Johann Christian Lossius (22 April 1743 in Liebstadt near Weimar – 8 January 1813 in Erfurt) was a German materialist philosopher who made contributions to philosophical anthropology, the philosophy of mind, and physiognomy.
Lossius studied philosophy at Jena. Appointed professor of philosophy at Erfurt in 1770, he became professor of theology there in 1772.
Lossius is considered a materialist philosopher, as he engaged in physiological explanations of mental phenomena. In his early work Physical Causes of Truth (1775), he explained the connections between bodily perception, the brain, and the mind and the implications for philosophy.

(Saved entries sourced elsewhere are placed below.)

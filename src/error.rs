//! Error types for room splitting.
//!
//! - [`InvalidCutoff`] — a candidate split is unusable; search loops consume
//!   it and try another room order.
//! - [`ValidationError`] — fatal, user-facing; raised before a search starts
//!   or when every attempt failed.
//! - [`StoreError`] — failure reported by an exam source or assignment sink.
//! - [`SplitError`] — what the planner returns.

use thiserror::Error;

use crate::models::{ExamId, RoomId};

/// Why a candidate split was rejected.
#[derive(Error, Debug, Clone, PartialEq)]
pub enum CutoffFailure {
    /// The two names are not strictly ordered.
    #[error("names are not ordered correctly (\"{left}\" is not strictly less than \"{right}\")")]
    Unordered { left: String, right: String },

    /// A run of identical surnames spans the only usable boundary.
    #[error("identical surnames span the cutoff")]
    TiedBoundary,

    /// The cutoff does not advance past the band's own start letter.
    #[error("cutoff \"{cutoff}\" does not advance past start \"{start}\"")]
    ZeroWidthBand { cutoff: String, start: String },

    /// A room was left without any registrants.
    #[error("a room received no registrants")]
    EmptyBand,

    /// Too many registrants for the capacity of a room group.
    #[error("occupancy {ratio:.3} exceeds the maximum {max_ratio:.3}")]
    RatioExceeded { ratio: f64, max_ratio: f64 },

    /// Fewer than two names remain to be split.
    #[error("too few names to split")]
    TooFewNames,

    /// Too many people with the same surname at a slice boundary.
    #[error("too many people named \"{name}\" at a band boundary")]
    TooManyDuplicates { name: String },
}

/// A split attempt that cannot work for the given rooms.
///
/// Carries the rooms involved, in attempt order, so exhaustive search can
/// skip orderings that share the failing prefix.
#[derive(Error, Debug, Clone, PartialEq)]
#[error("invalid cutoff for rooms {rooms:?}: {reason}")]
pub struct InvalidCutoff {
    /// Rooms (in attempt order) involved in the failure.
    pub rooms: Vec<RoomId>,
    /// What went wrong.
    pub reason: CutoffFailure,
}

impl InvalidCutoff {
    /// Creates a new failure for the given rooms.
    pub fn new(rooms: Vec<RoomId>, reason: CutoffFailure) -> Self {
        Self { rooms, reason }
    }
}

/// A fatal, user-facing validation failure.
#[derive(Error, Debug, Clone, PartialEq)]
pub enum ValidationError {
    #[error("Two or more rooms required for splits")]
    TooFewRooms,

    #[error("There are no students registered for this exam")]
    NoRegistrants,

    #[error("The following room{} unknown capacity: {}", plural_have(.rooms.len()), .rooms.join(", "))]
    UnknownCapacity { rooms: Vec<String> },

    #[error("There is an occupancy ratio of {ratio:.2}, which is outside the given range of values")]
    RatioOutOfRange { ratio: f64, min: f64, max: f64 },

    #[error("Could not find any valid splits.")]
    NoValidSplit,

    #[error("It is unwise to use permutation search with more than {limit} classrooms. (You have {rooms}.)")]
    TooManyRooms { rooms: usize, limit: usize },

    #[error("invalid configuration: {0}")]
    InvalidConfig(String),
}

fn plural_have(n: usize) -> &'static str {
    if n == 1 {
        " has"
    } else {
        "s have"
    }
}

/// Failure reported by an exam source or assignment sink.
#[derive(Error, Debug)]
pub enum StoreError {
    #[error("exam {0} not found")]
    ExamNotFound(ExamId),

    #[error("storage backend failure: {0}")]
    Backend(String),

    #[error(transparent)]
    Other(#[from] Box<dyn std::error::Error + Send + Sync>),
}

/// Top-level error returned by the planner.
#[derive(Error, Debug)]
pub enum SplitError {
    #[error(transparent)]
    Validation(#[from] ValidationError),

    #[error(transparent)]
    Store(#[from] StoreError),
}
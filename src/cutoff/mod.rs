//! Surname cutoffs: where one room's band ends and the next begins.
//!
//! - [`letter_cutoff`] — shortest prefix distinguishing two ordered names
//! - [`Boundary`] — cut / unsplittable classification of adjacent names
//! - [`score`] — sum of squared start-letter lengths
//! - [`finish_letter`] — inclusive band ending for display

mod finish;
mod letter;

pub use finish::finish_letter;
pub use letter::{letter_cutoff, letter_score, score, Boundary};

He did not advocate metaphysical materialism but explained how thought and truth emerged through bodily sensation: "The soul cannot perceive anything except what its body allows it to perceive."[1]
His other publications soon followed: Hannibal: A Physiognomic Fragment in 1776, and a treatise On the Physiognomy of Aristotle in 1777. He continued this line of inquiry with a two-volume work on neurophysiologically based logic entitled the Instruction of Sound Reason (1777). In his Something about Kantian Philosophy in relation to the Proof of the Existence of God (1789), he argued against Immanuel Kant that simple conclusions should be sufficient for philosophical justification. He also argued for defining philosophical terms and concepts through descriptions of physical and neurophysiological changes in the organs and in the context of concrete examples. In opposition to what he considered to be the overly abstract and metaphysical approaches of Christian Wolff and Kant, his four-volume work New General Philosophical Analytical Lexicon appeared in 1803.[2]